A pochi giorni dalla sfida tra Montecatini e Fucecchio intercettiamo l’ex di turno Tommaso Del Bino: «Cuore biancoceleste, ma domenica vinciamo noi»
Protagonista in maglia Montecatini prima e ora indiscutibile numero uno dei bianconeri, si confessa ai nostri microfoni Tommaso Del Bino, l’estremo difensore classe ’93 già in campo nella gara spettacolo di dodici mesi fa.
Quattro punti nelle prime due giornate e ora la sfida forse più sentita: come arriva Tommaso del Bino al derby col suo passato?
«Per ora abbiamo 4 punti fondamentali, forse domenica scorsa avremmo meritato qualcosa di più, ma va bene così perché sappiamo che il Camaiore è una squadra tosta. Domenica c’è il Montecatini, il mio passato, una delle favorite per le prime posizioni ma sono tranquillo perché so che possiamo fare bene».
Come vivesti la pazza gara di un anno fa, quel 4-3 assurdo?
«E’ stata una partita rimasta impressa a tanti: 2-0 noi 3-2 loro e alla fine, all’ultimo secondo, 4-3 noi con la bordata di Sciapi sotto l’incrocio. Fu una gara rocambolesca e spettacolare anche se per noi che vincemmo di più. Spero possa arrivare un’altra vittoria – quest’anno mi basta anche 1-0 – ma come l’anno scorso non sarà assolutamente facile».
I ricordi che hai di Montecatini nella tua breve parentesi e la tua gara memorabile?

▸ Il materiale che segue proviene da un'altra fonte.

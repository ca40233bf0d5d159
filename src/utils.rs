use crate::Result;
use anyhow::Context;
use std::path::{Path, PathBuf};

/// Write a file.
pub(crate) async fn write(path: impl AsRef<Path>, contents: impl AsRef<[u8]>) -> Result<()> {
    let path = path.as_ref();
    tokio::fs::write(path, contents)
        .await
        .context(format!("Unable to write to {}", path.to_string_lossy()))
}

/// Read a file to a `String`.
pub(crate) async fn read(path: &Path) -> Result<String> {
    tokio::fs::read_to_string(path)
        .await
        .with_context(|| format!("Failed to read file at {}", path.display()))
}

/// Read a file as raw bytes, e.g. an invoice photo.
pub(crate) async fn read_bytes(path: &Path) -> Result<Vec<u8>> {
    tokio::fs::read(path)
        .await
        .with_context(|| format!("Failed to read file at {}", path.display()))
}

/// Create a directory and all of its parents.
pub(crate) async fn make_dir(path: impl AsRef<Path>) -> Result<()> {
    let path = path.as_ref();
    tokio::fs::create_dir_all(path)
        .await
        .with_context(|| format!("Unable to create directory at {}", path.display()))
}

pub(crate) async fn canonicalize(path: impl AsRef<Path>) -> Result<PathBuf> {
    let path = path.as_ref();
    tokio::fs::canonicalize(path)
        .await
        .with_context(|| format!("Unable to canonicalize the path {}", path.display()))
}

«Sono state tante le partite belle quell’anno dato che chiudemmo il campionato al secondo posto. Sceglierne una forse è poco, ma credo che la vittoria per 2-0 sul Gubbio capolista che poi riuscì ad arrivare in testa ci ha dette la consapevolezza di essere molto forti».
Cosa ti spinse ad andare via da Montecatini?
«Non ci fu un vero e proprio motivo, ma cambiarono tutto in società, dai quadri tecnici ai dirigenti. Cambiò anche l’allenatore e il nuovo arrivato voleva giocare col portiere giovane e io non ricevetti neanche un’offerta per rimanere. Decisi così di guardarmi intorno».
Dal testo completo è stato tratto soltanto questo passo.